§ What is being asked: Write out, from the entries below, exactly the lines that run between the lines holding "pub fn derive_cache_key(url: &str)" and "path = path.strip_suffix('/').unwrap_or(path);", inclusive, and stop there.

§ Dataset entries:
··········
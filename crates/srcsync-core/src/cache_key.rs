//! Repository cache key derivation
//!
//! Maps a repository URL to a relative path under the cache root. Keys nest
//! by host and organisation so checkouts from the same host share a subtree,
//! and access-scheme differences (`https://` vs `git@host:`) collapse to the
//! same key.

use std::path::{Path, PathBuf};

use crate::{Error, Result};

/// Filesystem-safe relative path identifying a repository's checkout.
#[derive(Debug, Clone, PartialEq, Eq, Hash, PartialOrd, Ord)]
pub struct CacheKey(String);

impl CacheKey {
    pub fn as_str(&self) -> &str {
        &self.0
    }

    /// Location of the checkout for this key under `cache_dir`.
    pub fn path_in(&self, cache_dir: &Path) -> PathBuf {
        cache_dir.join(&self.0)
    }
}

impl std::fmt::Display for CacheKey {
    fn fmt(&self, f: &mut std::fmt::Formatter<'_>) -> std::fmt::Result {
        write!(f, "{}", self.0)
    }
}

/// Derive the cache key for `url`.
///
/// Normalization, in order:
///
/// 1. strip a `<scheme>://` prefix
/// 2. strip one leading and one trailing `/`
/// 3. strip a trailing `.git`
/// 4. strip a `<user>@` prefix appearing before the first `/` or `:`
/// 5. replace the first `:` with `/`
///
/// Empty and `.` segments are then dropped. A `..` segment, or nothing left
/// at all, is a [`Error::MalformedSource`].
///
/// ```
/// use srcsync_core::cache_key::derive_cache_key;
///
/// let key = derive_cache_key("git@github.com:org/repo.git").unwrap();
/// assert_eq!(key.as_str(), "github.com/org/repo");
/// ```
pub fn derive_cache_key(url: &str) -> Result<CacheKey> {
    let mut path = url.trim();

    if let Some((_, rest)) = path.split_once("://") {
        path = rest;
    }
    path = path.strip_prefix('/').unwrap_or(path);
    path = path.strip_suffix('/').unwrap_or(path);
    path = path.strip_suffix(".git").unwrap_or(path);

    let boundary = path.find(['/', ':']).unwrap_or(path.len());
    if let Some(at) = path[..boundary].find('@') {
        path = &path[at + 1..];
    }

    let replaced = path.replacen(':', "/", 1);

    let mut segments = Vec::new();
    for segment in replaced.split('/') {
        match segment {
            "" | "." => {}
            ".." => {
                return Err(Error::malformed(format!(
                    "repository URL '{}' climbs out of the cache directory",
                    url
                )));
            }
            other => segments.push(other),
        }
    }

    if segments.is_empty() {
        return Err(Error::malformed(format!(
            "repository URL '{}' does not name a repository",
            url
        )));
    }

    Ok(CacheKey(segments.join("/")))
}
··········
§ Task solution:
pub fn derive_cache_key(url: &str) -> Result<CacheKey> {
    let mut path = url.trim();

    if let Some((_, rest)) = path.split_once("://") {
        path = rest;
    }
    path = path.strip_prefix('/').unwrap_or(path);
    path = path.strip_suffix('/').unwrap_or(path);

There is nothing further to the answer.